Nigeria’s most profitable Bank, Guaranty Trust Bank released its 2017 audited accounts showing profits rose 29% YoY to N170 billion. This is the highest profits the bank has posted since it came into operations in 1992.
The Research Team of ARM, one of Nigeria’s leading Investment Houses, penned an initial view of the results, which we like to share with our readers. See below;
Guaranty Trust Bank (GTB) released full-year 2017 audited numbers announcing a 34% YoY expansion in EPS to
N6.03 (2017E: N5.67). In addition, the bank declared a final dividend of N2.40 which in addition to interim of N0.30 brings total payout to N2.70 – 10kobo below our N2.81 call. The final dividend translates to a dividend yield of 5.1% on current pricing.

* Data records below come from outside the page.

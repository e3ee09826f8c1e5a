// ABOUTME: In-memory session store behind a tokio RwLock
// ABOUTME: Optional background task purges expired sessions on an interval
//
// SPDX-License-Identifier: MIT OR Apache-2.0

use std::collections::hash_map::Entry;
use std::collections::HashMap;
use std::sync::Arc;
use std::time::Duration;

use chrono::Utc;
use panel_core::errors::AppResult;
use tokio::sync::RwLock;

use super::{Session, SessionStore};

/// Session store held in process memory
///
/// Uses `Arc<RwLock<HashMap>>` so the optional cleanup task can share the map.
/// Sessions do not survive a restart.
#[derive(Clone, Default)]
pub struct InMemorySessionStore {
    sessions: Arc<RwLock<HashMap<String, Session>>>,
    shutdown_tx: Option<Arc<tokio::sync::mpsc::Sender<()>>>,
}

impl InMemorySessionStore {
    /// Create a store without background cleanup
    #[must_use]
    pub fn new() -> Self {
        Self::default()
    }

    /// Create a store that purges expired sessions every `interval`
    ///
    /// Must be called inside a tokio runtime. The task stops once every clone
    /// of the store is dropped.
    #[must_use]
    pub fn with_cleanup(interval: Duration) -> Self {
        let sessions = Arc::new(RwLock::new(HashMap::new()));
        let (shutdown_tx, mut shutdown_rx) = tokio::sync::mpsc::channel::<()>(1);
        let sessions_clone = Arc::clone(&sessions);

        tokio::spawn(async move {
            let mut ticker = tokio::time::interval(interval);
            loop {
                tokio::select! {
                    _ = ticker.tick() => {
                        Self::remove_expired(&sessions_clone).await;
                    }
                    _ = shutdown_rx.recv() => {
                        tracing::debug!("Session cleanup task received shutdown signal");
                        break;
                    }
                }
            }
        });

        Self {
            sessions,
            shutdown_tx: Some(Arc::new(shutdown_tx)),
        }
    }

    /// Stop the background cleanup task, if any
    pub async fn shutdown(&self) {
        if let Some(tx) = &self.shutdown_tx {
            let _ = tx.send(()).await;
        }
    }

    async fn remove_expired(sessions: &RwLock<HashMap<String, Session>>) -> usize {
        let now = Utc::now();
        let mut guard = sessions.write().await;
        let before = guard.len();
        guard.retain(|_, session| !session.is_expired_at(now));
        let removed = before - guard.len();
        drop(guard);

        if removed > 0 {
            tracing::debug!("Purged {} expired sessions", removed);
        }
        removed
    }
}

#[async_trait::async_trait]
impl SessionStore for InMemorySessionStore {
    async fn insert(&self, session: Session) -> AppResult<bool> {
        let mut guard = self.sessions.write().await;
        let inserted = match guard.entry(session.session_id.clone()) {
            Entry::Occupied(_) => false,
            Entry::Vacant(slot) => {
                slot.insert(session);
                true
            }
        };
        drop(guard);
        Ok(inserted)
    }

    async fn get(&self, session_id: &str) -> AppResult<Option<Session>> {
        Ok(self.sessions.read().await.get(session_id).cloned())
    }

    async fn remove(&self, session_id: &str) -> AppResult<Option<Session>> {
        Ok(self.sessions.write().await.remove(session_id))
    }

    async fn purge_expired(&self) -> AppResult<usize> {
        Ok(Self::remove_expired(&self.sessions).await)
    }

    async fn active_count(&self) -> AppResult<usize> {
        let now = Utc::now();
        Ok(self
            .sessions
            .read()
            .await
            .values()
            .filter(|session| !session.is_expired_at(now))
            .count())
    }
}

The results In terms of the result, strong Net Interest Margin (NIMs) and a sizable decline in impairment provided a strong pillar of support to GTB’s FY 17 earnings on account of the higher interest rate environment for most part of 2017 as well as its prudent stance to increase collective impairment in 2016 which created scope for write-backs and masked the higher specific impairment booked in 2017. ROE printed higher at 27.3% (2016: 26.2%).
NIMs moderates in Q4 despite strong FY.
As earlier stated, interest income tracked higher in FY 17, printing at a record level of
N327 billion (+25% YoY) driven by higher yields on investment securities (+12.9pps YoY to 23%) which in turn drove overall asset yields 192bps higher YoY to 12.0%.
Consequently, despite a slower rise in funding cost (+64bps YoY to 3.4%), NIMs expanded by 154bps YoY to 9.5%. That said, over the last quarter of 2017, the bank faced a combination of lower asset yields and subsisting pressure on the funding leg which depressed NIMs by 93bps QoQ to 10.8%. Much of the funding pressure emanated from borrowings which, in our view, reflects the FX impact of its FCY liabilities.
FX gains provided support to NIR.
Over the fourth quarter of 2017, non-interest revenue (NIR) expanded over double-fold QoQ to
N30.5 billion stemming from a N13.9 billion in FX revaluation gains. The gains reflected revaluation of its FCY position at the NIFEX rate ( N330/$) from prior CBN rate ( N305/$).
However, fee income declined markedly by 72% QoQ to
N3.2 billion given negative e-business income of N1.7 billion in Q4 17 and cost on FX deals ( N2.0 billion). While we await management’s clarification on the negative e-business income and FX deals line item, the negative e-business income, in our view, reflects the mark-to-market loss on its MasterCard position (estimate: $40million).
Nonetheless, GTB reported material decline in NIR over FY 2017 due to lower foreign exchange revaluation gain (-71% YoY), though fee income increased mildly by 9% YoY.
Lower impairment nevertheless higher specific provisioning.
Over FY 2017, loan loss provision materially declined to
N12.2 billion (2016: N65 billion) on the back of N18 billion write-back on the collective provisioning leg – which accounted for 78% of total provision in the prior year – as the strong FX induced earnings expansion provided GTB leg room to adopt a more conservative stance over loan quality, in our view.
That said, specific provisioning expanded double-fold YoY to
N32 billion with much of this booking coming in the fourth quarter ( N17.9 billion) – impairment printed expanded by 233% QoQ to N3.8 billion in Q4 17 with Cost of Risk expanding by 73bps to 1.1%. While we await management clarification on the increase in specific provisioning, we think much of the increase reflects a ~40% haircut on 9mobile exposure ( N40 billion as at H1 2017).
Overall, GTB’s ROAE rose 154bps YoY to 27.8% on account of favorable balance sheet positioning and prudent stance on asset quality. Irrespective, While GTB numbers looks impressive, concerns emanate from the sustainability of these numbers.
In an era of lower interest rate environment with an expected flat movement in funding cost, and little room for further write-backs from provisioning as well as less scope for FX gains, it is hard not to question the sustainability of earnings growth momentum.
The stock currently trades at a current P/B of 2.2x which is at a premium to peers of 1.7x, which is fair in the light of GTB’s best-in-class ROAE relative to the rest of the sector. Our last communicated FVE on GTB is
N55.20 which translates to an OVERWEIGHT rating on the stock. We will revisit our numbers after further analysis and discussion with management.